Cold weather, hot weather, depression, various food, long covid AND short covid, new magical chemicals just found in the atmosphere, “post-pandemic stress disorder”, undiagnosed aortic stenosis and expensive electricity.
That’s not even an exhaustive list, it just goes on and on and on.
…and now we can add pollution to the rogues gallery, according to this piece from Science Alert, which headlines:
Tiny Particles in The Air May Trigger Sudden Heart Attacks, Study Suggests
On a similar theme, the Daily Mail headlined yesterday:
America’s growing wildfire crisis could lead to a wave of heart attacks, lung disease and cancer diagnoses years down the line, scientists warn
Now, we don’t need to break down these articles piece by piece, it’s perfectly apparent what’s happening here.
The Covid vaccines are either causing more heart attacks, or the people in charge are aware they might, and are prepping fall-back stories accordingly.
We predicted that would be an ongoing story this year back in January, and they haven’t disappointed.
The new wrinkle here is working pollution and wildfires into the narrative, and associating heart attack risk with environmentalism and climate change.
This provides fuel for the metamorphosis of “climate change” from an environmental issue into a public health issue, allowing them to talk about it the same way they talk about “Covid”, and perhaps treat it the same way too (climate lockdowns etc.)
This is classic narrative braiding, the practice of intertwining two separate propaganda narratives together so they reinforce each other.
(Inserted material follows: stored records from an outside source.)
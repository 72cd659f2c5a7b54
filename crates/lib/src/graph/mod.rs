//! The content-addressed build graph.
//!
//! Every node is identified by the hash of the inputs that determine its
//! outcome, so inserting an equal node twice is a no-op and identical work
//! declared in several places collapses into one node. Edges point from a
//! dependency to its dependents.

use std::collections::{BTreeMap, BTreeSet, HashMap, HashSet};
use std::path::PathBuf;

use petgraph::Direction;
use petgraph::algo::toposort;
use petgraph::graph::{DiGraph, NodeIndex};
use serde::{Deserialize, Serialize};
use thiserror::Error;

use crate::store::ResolvedClosure;
use crate::util::hash::ContentHash;

/// Content-addressed node id.
#[derive(Debug, Clone, PartialEq, Eq, PartialOrd, Ord, Hash, Serialize, Deserialize)]
#[serde(transparent)]
pub struct NodeId(pub String);

impl NodeId {
  pub fn short(&self) -> &str {
    &self.0[..self.0.len().min(8)]
  }
}

impl std::fmt::Display for NodeId {
  fn fmt(&self, f: &mut std::fmt::Formatter<'_>) -> std::fmt::Result {
    write!(f, "{}", self.0)
  }
}

/// What a node does when it runs.
#[derive(Debug, Clone, PartialEq, Eq, Serialize, Deserialize)]
#[serde(tag = "kind", rename_all = "snake_case")]
pub enum NodeKind {
  /// Make a resolved environment usable.
  MaterializeEnvironment { closure: ResolvedClosure },
  /// Run a check command; success is exit status 0.
  RunCheck {
    command: String,
    working_dir: PathBuf,
    source_hash: ContentHash,
    environment: NodeId,
  },
  /// Run a build command that writes into `$out`.
  BuildProject {
    command: String,
    source_root: PathBuf,
    source_hash: ContentHash,
    environment: NodeId,
    exclusions: Vec<String>,
  },
}

impl NodeKind {
  pub fn label(&self) -> &'static str {
    match self {
      NodeKind::MaterializeEnvironment { .. } => "env",
      NodeKind::RunCheck { .. } => "check",
      NodeKind::BuildProject { .. } => "build",
    }
  }
}

#[derive(Debug, Clone, PartialEq, Eq, Serialize, Deserialize)]
pub struct BuildNode {
  pub id: NodeId,
  pub kind: NodeKind,
  pub dependencies: BTreeSet<NodeId>,
}

#[derive(Debug, Clone, Copy, PartialEq, Eq, PartialOrd, Ord, Hash, Serialize, Deserialize)]
#[serde(rename_all = "snake_case")]
pub enum TargetKind {
  Check,
  Build,
  Environment,
}

/// A user-facing name mapped onto a node.
///
/// Several targets may share a node when their work is identical.
#[derive(Debug, Clone, PartialEq, Eq, PartialOrd, Ord, Hash, Serialize, Deserialize)]
pub struct Target {
  pub kind: TargetKind,
  /// Owning project; `None` for standalone environments.
  pub project: Option<String>,
  pub name: String,
  pub node: NodeId,
}

impl Target {
  /// `project.check` for checks, the project name for builds and the
  /// environment name for environments.
  pub fn label(&self) -> String {
    match (&self.kind, &self.project) {
      (TargetKind::Check, Some(project)) => format!("{}.{}", project, self.name),
      _ => self.name.clone(),
    }
  }

  /// Whether `selector` names this target.
  ///
  /// A bare project name selects every target of the project; `project.check`
  /// selects one check.
  pub fn matches(&self, selector: &str) -> bool {
    match selector.split_once('.') {
      Some((project, check)) => {
        self.kind == TargetKind::Check && self.project.as_deref() == Some(project) && self.name == check
      }
      None => self.project.as_deref() == Some(selector) || self.name == selector,
    }
  }
}

#[derive(Debug, Error, PartialEq, Eq)]
pub enum GraphError {
  #[error("node {node} depends on {dependency}, which is not in the graph")]
  MissingDependency { node: NodeId, dependency: NodeId },

  #[error("node {0} is not in the graph")]
  UnknownNode(NodeId),

  #[error("no target matches '{0}'")]
  UnknownTarget(String),

  #[error("dependency cycle detected")]
  CycleDetected,
}

/// A DAG of build nodes plus the targets that name them.
#[derive(Debug, Clone, Default)]
pub struct BuildGraph {
  graph: DiGraph<NodeId, ()>,
  index: HashMap<NodeId, NodeIndex>,
  nodes: BTreeMap<NodeId, BuildNode>,
  targets: Vec<Target>,
}

impl BuildGraph {
  pub fn new() -> Self {
    Self::default()
  }

  /// Insert a node whose dependencies are already present.
  ///
  /// Returns `false` when a node with the same id exists; the graph is left
  /// unchanged in that case.
  pub fn insert(&mut self, node: BuildNode) -> Result<bool, GraphError> {
    if self.nodes.contains_key(&node.id) {
      return Ok(false);
    }
    for dep in &node.dependencies {
      if !self.index.contains_key(dep) {
        return Err(GraphError::MissingDependency {
          node: node.id.clone(),
          dependency: dep.clone(),
        });
      }
    }

    let idx = self.graph.add_node(node.id.clone());
    for dep in &node.dependencies {
      self.graph.add_edge(self.index[dep], idx, ());
    }
    self.index.insert(node.id.clone(), idx);
    self.nodes.insert(node.id.clone(), node);
    Ok(true)
  }

  /// Name a node. Duplicate targets are ignored.
  pub fn add_target(&mut self, target: Target) -> Result<(), GraphError> {
    if !self.nodes.contains_key(&target.node) {
      return Err(GraphError::UnknownNode(target.node));
    }
    if !self.targets.contains(&target) {
      self.targets.push(target);
    }
    Ok(())
  }

  pub fn node(&self, id: &NodeId) -> Option<&BuildNode> {
    self.nodes.get(id)
  }

  pub fn nodes(&self) -> impl Iterator<Item = &BuildNode> {
    self.nodes.values()
  }

  pub fn targets(&self) -> &[Target] {
    &self.targets
  }

  /// Targets that name `id`.
  pub fn targets_for<'a>(&'a self, id: &'a NodeId) -> impl Iterator<Item = &'a Target> + 'a {
    self.targets.iter().filter(move |t| &t.node == id)
  }

  pub fn len(&self) -> usize {
    self.nodes.len()
  }

  pub fn is_empty(&self) -> bool {
    self.nodes.is_empty()
  }

  pub fn contains(&self, id: &NodeId) -> bool {
    self.nodes.contains_key(id)
  }

  /// Direct dependencies of `id`.
  pub fn dependencies(&self, id: &NodeId) -> Vec<NodeId> {
    self.neighbors(id, Direction::Incoming)
  }

  /// Direct dependents of `id`.
  pub fn dependents(&self, id: &NodeId) -> Vec<NodeId> {
    self.neighbors(id, Direction::Outgoing)
  }

  fn neighbors(&self, id: &NodeId, direction: Direction) -> Vec<NodeId> {
    let Some(&idx) = self.index.get(id) else {
      return Vec::new();
    };
    let mut out: Vec<NodeId> = self
      .graph
      .neighbors_directed(idx, direction)
      .map(|n| self.graph[n].clone())
      .collect();
    out.sort();
    out.dedup();
    out
  }

  /// Every node reachable from `id` along dependent edges, excluding `id`.
  pub fn transitive_dependents(&self, id: &NodeId) -> BTreeSet<NodeId> {
    let mut seen = BTreeSet::new();
    let mut stack = self.dependents(id);
    while let Some(next) = stack.pop() {
      if seen.insert(next.clone()) {
        stack.extend(self.dependents(&next));
      }
    }
    seen
  }

  /// Node ids with dependencies before dependents.
  pub fn topological_order(&self) -> Result<Vec<NodeId>, GraphError> {
    let sorted = toposort(&self.graph, None).map_err(|_| GraphError::CycleDetected)?;
    Ok(sorted.into_iter().map(|idx| self.graph[idx].clone()).collect())
  }

  /// Groups of nodes whose dependencies all sit in earlier groups.
  pub fn waves(&self) -> Result<Vec<Vec<NodeId>>, GraphError> {
    let mut level: HashMap<NodeIndex, usize> = HashMap::new();
    let sorted = toposort(&self.graph, None).map_err(|_| GraphError::CycleDetected)?;

    for idx in &sorted {
      let l = self
        .graph
        .neighbors_directed(*idx, Direction::Incoming)
        .filter_map(|dep| level.get(&dep))
        .map(|l| l + 1)
        .max()
        .unwrap_or(0);
      level.insert(*idx, l);
    }

    let depth = level.values().max().map(|m| m + 1).unwrap_or(0);
    let mut waves = vec![Vec::new(); depth];
    for (idx, l) in level {
      waves[l].push(self.graph[idx].clone());
    }
    for wave in &mut waves {
      wave.sort();
    }
    Ok(waves)
  }

  /// The subgraph needed for the targets matching any of `selectors`.
  ///
  /// Every selector must match at least one target. An empty selector list
  /// keeps every target accepted by `filter`.
  pub fn select(&self, selectors: &[String], filter: impl Fn(&Target) -> bool) -> Result<BuildGraph, GraphError> {
    let mut chosen: Vec<&Target> = Vec::new();
    if selectors.is_empty() {
      chosen.extend(self.targets.iter().filter(|t| filter(*t)));
    } else {
      for selector in selectors {
        let matched: Vec<&Target> = self
          .targets
          .iter()
          .filter(|t| filter(*t) && t.matches(selector))
          .collect();
        if matched.is_empty() {
          return Err(GraphError::UnknownTarget(selector.clone()));
        }
        for t in matched {
          if !chosen.contains(&t) {
            chosen.push(t);
          }
        }
      }
    }

    let mut keep: HashSet<NodeId> = HashSet::new();
    let mut stack: Vec<NodeId> = chosen.iter().map(|t| t.node.clone()).collect();
    while let Some(id) = stack.pop() {
      if keep.insert(id.clone()) {
        stack.extend(self.dependencies(&id));
      }
    }

    let mut sub = BuildGraph::new();
    for id in self.topological_order()? {
      if keep.contains(&id) {
        sub.insert(self.nodes[&id].clone())?;
      }
    }
    for t in chosen {
      sub.add_target(t.clone())?;
    }
    Ok(sub)
  }

  /// A serializable view, for `kiln plan`.
  pub fn plan(&self) -> Plan {
    Plan {
      nodes: self.nodes.values().cloned().collect(),
      targets: self.targets.clone(),
    }
  }
}

/// Serializable snapshot of a [`BuildGraph`].
#[derive(Debug, Clone, PartialEq, Eq, Serialize, Deserialize)]
pub struct Plan {
  pub nodes: Vec<BuildNode>,
  pub targets: Vec<Target>,
}

#[cfg(test)]
mod tests {
  use super::*;

  fn env_node(id: &str) -> BuildNode {
    BuildNode {
      id: NodeId(id.to_string()),
      kind: NodeKind::MaterializeEnvironment {
        closure: ResolvedClosure::default(),
      },
      dependencies: BTreeSet::new(),
    }
  }

  fn check_node(id: &str, env: &str) -> BuildNode {
    BuildNode {
      id: NodeId(id.to_string()),
      kind: NodeKind::RunCheck {
        command: format!("run {id}"),
        working_dir: PathBuf::from("."),
        source_hash: ContentHash("0".repeat(64)),
        environment: NodeId(env.to_string()),
      },
      dependencies: BTreeSet::from([NodeId(env.to_string())]),
    }
  }

  fn check_target(project: &str, name: &str, node: &str) -> Target {
    Target {
      kind: TargetKind::Check,
      project: Some(project.to_string()),
      name: name.to_string(),
      node: NodeId(node.to_string()),
    }
  }

  fn sample() -> BuildGraph {
    let mut g = BuildGraph::new();
    g.insert(env_node("e1")).unwrap();
    g.insert(env_node("e2")).unwrap();
    g.insert(check_node("c1", "e1")).unwrap();
    g.insert(check_node("c2", "e1")).unwrap();
    g.insert(check_node("c3", "e2")).unwrap();
    g.add_target(check_target("frontend", "test", "c1")).unwrap();
    g.add_target(check_target("frontend", "lint", "c2")).unwrap();
    g.add_target(check_target("backend", "vet", "c3")).unwrap();
    g
  }

  #[test]
  fn insert_is_idempotent() {
    let mut g = BuildGraph::new();
    assert!(g.insert(env_node("e1")).unwrap());
    assert!(!g.insert(env_node("e1")).unwrap());
    assert_eq!(g.len(), 1);
  }

  #[test]
  fn insert_requires_dependencies_first() {
    let mut g = BuildGraph::new();
    let err = g.insert(check_node("c1", "e1")).unwrap_err();
    assert!(matches!(err, GraphError::MissingDependency { .. }));
    assert!(g.is_empty());
  }

  #[test]
  fn dependencies_and_dependents() {
    let g = sample();
    let e1 = NodeId("e1".to_string());
    assert_eq!(g.dependents(&e1), vec![NodeId("c1".to_string()), NodeId("c2".to_string())]);
    assert_eq!(g.dependencies(&NodeId("c3".to_string())), vec![NodeId("e2".to_string())]);
    assert_eq!(g.transitive_dependents(&e1).len(), 2);
  }

  #[test]
  fn topological_order_puts_environments_first() {
    let g = sample();
    let order = g.topological_order().unwrap();
    let pos = |id: &str| order.iter().position(|n| n.0 == id).unwrap();
    assert!(pos("e1") < pos("c1"));
    assert!(pos("e1") < pos("c2"));
    assert!(pos("e2") < pos("c3"));
  }

  #[test]
  fn waves_group_independent_nodes() {
    let waves = sample().waves().unwrap();
    assert_eq!(waves.len(), 2);
    assert_eq!(waves[0].len(), 2);
    assert_eq!(waves[1].len(), 3);
  }

  #[test]
  fn select_by_project_and_check() {
    let g = sample();

    let frontend = g.select(&["frontend".to_string()], |_| true).unwrap();
    assert_eq!(frontend.targets().len(), 2);
    assert_eq!(frontend.len(), 3);

    let vet = g.select(&["backend.vet".to_string()], |_| true).unwrap();
    assert_eq!(vet.targets().len(), 1);
    assert!(vet.contains(&NodeId("e2".to_string())));
    assert!(!vet.contains(&NodeId("e1".to_string())));
  }

  #[test]
  fn select_unknown_target_fails() {
    let err = sample().select(&["frontend.nope".to_string()], |_| true).unwrap_err();
    assert_eq!(err, GraphError::UnknownTarget("frontend.nope".to_string()));
  }

  #[test]
  fn shared_node_keeps_both_targets() {
    let mut g = sample();
    g.add_target(check_target("mirror", "test", "c1")).unwrap();
    let names: Vec<_> = g.targets_for(&NodeId("c1".to_string())).map(|t| t.label()).collect();
    assert_eq!(names, ["frontend.test", "mirror.test"]);
  }

  #[test]
  fn target_label_formats() {
    assert_eq!(check_target("frontend", "test", "c1").label(), "frontend.test");
    let build = Target {
      kind: TargetKind::Build,
      project: Some("backend".to_string()),
      name: "backend".to_string(),
      node: NodeId("b".to_string()),
    };
    assert_eq!(build.label(), "backend");
    assert!(build.matches("backend"));
    assert!(!build.matches("backend.vet"));
  }
}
I coined the term, just this moment, but it’s the perfect metaphor.
It’s beautifully efficient, really. The vaccine-associated heart attacks provide evidence that “climate change” is a public health problem, while “climate change” can be used to conceal the vaccine-associated heart attacks.
Covering up something they caused with something they invented, and propping up something they invented with something they caused.
Clever in theory, but rather transparent in practice.